» Problem:
Repeat the full listing exactly.

Dataset extract section start

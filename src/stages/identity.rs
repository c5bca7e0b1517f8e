use crate::core_modules::assignment::{Assigner, Hungarian};
use crate::core_modules::records::TrackingRecord;
use crate::error::Result;
use crate::ipc::control::ControlMessage;
use crate::worker::Worker;
use serde_json::json;

/// Gives tracking records their distance-matched identities.
///
/// Runs once behind all trackers so one set of tracks sees every frame.
/// Records are matched in arrival order; trackers finish frames slightly out
/// of order, which the matching absorbs as long as animals move less than
/// `max_distance_mm` over a few frames.
pub struct IdentityWorker {
    matcher: Hungarian,
    records: u64,
    late: u64,
    last_index: Option<u64>,
}

impl IdentityWorker {
    pub fn new(matcher: Hungarian) -> Self {
        Self {
            matcher,
            records: 0,
            late: 0,
            last_index: None,
        }
    }

    /// Replaces the provisional identities and sorts animals by identity.
    fn relabel(&mut self, record: &mut TrackingRecord) {
        let points: Vec<(f32, f32)> = record.animals.iter().map(|a| a.centroid_px).collect();
        for assignment in self.matcher.assign_points(&points) {
            record.animals[assignment.detection].identity = assignment.identity;
        }
        record.animals.sort_by_key(|a| a.identity);
    }
}

impl Worker for IdentityWorker {
    type Input = TrackingRecord;
    type Output = TrackingRecord;

    fn name(&self) -> &str {
        "identity"
    }

    fn on_control(&mut self, message: &ControlMessage) -> Result<()> {
        if let ControlMessage::ResetBackground = message {
            tracing::info!("identities reset");
            self.matcher.reset();
        }
        Ok(())
    }

    fn work(&mut self, record: Option<TrackingRecord>) -> Result<Option<TrackingRecord>> {
        let Some(mut record) = record else {
            return Ok(None);
        };
        self.records += 1;
        if self.last_index.is_some_and(|last| record.index < last) {
            self.late += 1;
        }
        self.last_index = Some(self.last_index.map_or(record.index, |last| last.max(record.index)));
        self.relabel(&mut record);
        Ok(Some(record))
    }

    fn summary(&self) -> Option<serde_json::Value> {
        Some(json!({
            "records": self.records,
            "late_records": self.late,
            "live_tracks": self.matcher.live_tracks(),
        }))
    }
}

#[cfg(test)]
mod tests {
    use super::*;
    use crate::core_modules::records::{AnimalRecord, BoundingBox, Heading};

    fn record(index: u64, centroids: &[(f32, f32)]) -> TrackingRecord {
        let mut record = TrackingRecord::empty(index, index as i64);
        record.animals = centroids
            .iter()
            .enumerate()
            .map(|(i, &centroid_px)| AnimalRecord {
                identity: i as u32,
                bbox_px: BoundingBox::new(centroid_px.0 as u32, centroid_px.1 as u32, 1, 1),
                centroid_px,
                heading: Heading::identity(),
                body: None,
                eyes: None,
                tail: None,
            })
            .collect();
        record
    }

    fn identities(record: &TrackingRecord) -> Vec<(u32, f32)> {
        record.animals.iter().map(|a| (a.identity, a.centroid_px.0)).collect()
    }

    #[test]
    fn provisional_order_does_not_leak_into_identities() {
        let mut worker = IdentityWorker::new(Hungarian::new(10.0, 2));
        let first = worker.work(Some(record(0, &[(10.0, 10.0), (80.0, 10.0)]))).unwrap().unwrap();
        assert_eq!(identities(&first), vec![(0, 10.0), (1, 80.0)]);
        // The tracker now lists the right-hand animal first.
        let second = worker.work(Some(record(1, &[(82.0, 11.0), (12.0, 9.0)]))).unwrap().unwrap();
        assert_eq!(identities(&second), vec![(0, 12.0), (1, 82.0)]);
    }

    #[test]
    fn late_records_are_counted_and_reset_forgets_tracks() {
        let mut worker = IdentityWorker::new(Hungarian::new(10.0, 2));
        worker.work(Some(record(5, &[(10.0, 10.0)]))).unwrap();
        worker.work(Some(record(4, &[(11.0, 10.0)]))).unwrap();
        let summary = worker.summary().unwrap();
        assert_eq!(summary["records"], 2);
        assert_eq!(summary["late_records"], 1);
        assert_eq!(summary["live_tracks"], 1);

        worker.on_control(&ControlMessage::ResetBackground).unwrap();
        assert_eq!(worker.summary().unwrap()["live_tracks"], 0);
        assert!(worker.work(None).unwrap().is_none());
    }
}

Dataset extract section end

» Solution:
filename src/stages/identity.rs
repository c5bca7e0b1517f8e
use crate::core_modules::assignment::{Assigner, Hungarian};
use crate::core_modules::records::TrackingRecord;
use crate::error::Result;
use crate::ipc::control::ControlMessage;
use crate::worker::Worker;
use serde_json::json;

/// Gives tracking records their distance-matched identities.
///
/// Runs once behind all trackers so one set of tracks sees every frame.
/// Records are matched in arrival order; trackers finish frames slightly out
/// of order, which the matching absorbs as long as animals move less than
/// `max_distance_mm` over a few frames.
pub struct IdentityWorker {
    matcher: Hungarian,
    records: u64,
    late: u64,
    last_index: Option<u64>,
}

impl IdentityWorker {
    pub fn new(matcher: Hungarian) -> Self {
        Self {
            matcher,
            records: 0,
            late: 0,
            last_index: None,
        }
    }

    /// Replaces the provisional identities and sorts animals by identity.
    fn relabel(&mut self, record: &mut TrackingRecord) {
        let points: Vec<(f32, f32)> = record.animals.iter().map(|a| a.centroid_px).collect();
        for assignment in self.matcher.assign_points(&points) {
            record.animals[assignment.detection].identity = assignment.identity;
        }
        record.animals.sort_by_key(|a| a.identity);
    }
}

impl Worker for IdentityWorker {
    type Input = TrackingRecord;
    type Output = TrackingRecord;

    fn name(&self) -> &str {
        "identity"
    }

    fn on_control(&mut self, message: &ControlMessage) -> Result<()> {
        if let ControlMessage::ResetBackground = message {
            tracing::info!("identities reset");
            self.matcher.reset();
        }
        Ok(())
    }

    fn work(&mut self, record: Option<TrackingRecord>) -> Result<Option<TrackingRecord>> {
        let Some(mut record) = record else {
            return Ok(None);
        };
        self.records += 1;
        if self.last_index.is_some_and(|last| record.index < last) {
            self.late += 1;
        }
        self.last_index = Some(self.last_index.map_or(record.index, |last| last.max(record.index)));
        self.relabel(&mut record);
        Ok(Some(record))
    }

    fn summary(&self) -> Option<serde_json::Value> {
        Some(json!({
            "records": self.records,
            "late_records": self.late,
            "live_tracks": self.matcher.live_tracks(),
        }))
    }
}

#[cfg(test)]
mod tests {
    use super::*;
    use crate::core_modules::records::{AnimalRecord, BoundingBox, Heading};

    fn record(index: u64, centroids: &[(f32, f32)]) -> TrackingRecord {
        let mut record = TrackingRecord::empty(index, index as i64);
        record.animals = centroids
            .iter()
            .enumerate()
            .map(|(i, &centroid_px)| AnimalRecord {
                identity: i as u32,
                bbox_px: BoundingBox::new(centroid_px.0 as u32, centroid_px.1 as u32, 1, 1),
                centroid_px,
                heading: Heading::identity(),
                body: None,
                eyes: None,
                tail: None,
            })
            .collect();
        record
    }

    fn identities(record: &TrackingRecord) -> Vec<(u32, f32)> {
        record.animals.iter().map(|a| (a.identity, a.centroid_px.0)).collect()
    }

    #[test]
    fn provisional_order_does_not_leak_into_identities() {
        let mut worker = IdentityWorker::new(Hungarian::new(10.0, 2));
        let first = worker.work(Some(record(0, &[(10.0, 10.0), (80.0, 10.0)]))).unwrap().unwrap();
        assert_eq!(identities(&first), vec![(0, 10.0), (1, 80.0)]);
        // The tracker now lists the right-hand animal first.
        let second = worker.work(Some(record(1, &[(82.0, 11.0), (12.0, 9.0)]))).unwrap().unwrap();
        assert_eq!(identities(&second), vec![(0, 12.0), (1, 82.0)]);
    }

    #[test]
    fn late_records_are_counted_and_reset_forgets_tracks() {
        let mut worker = IdentityWorker::new(Hungarian::new(10.0, 2));
        worker.work(Some(record(5, &[(10.0, 10.0)]))).unwrap();
        worker.work(Some(record(4, &[(11.0, 10.0)]))).unwrap();
        let summary = worker.summary().unwrap();
        assert_eq!(summary["records"], 2);
        assert_eq!(summary["late_records"], 1);
        assert_eq!(summary["live_tracks"], 1);

        worker.on_control(&ControlMessage::ResetBackground).unwrap();
        assert_eq!(worker.summary().unwrap()["live_tracks"], 0);
        assert!(worker.work(None).unwrap().is_none());
    }
}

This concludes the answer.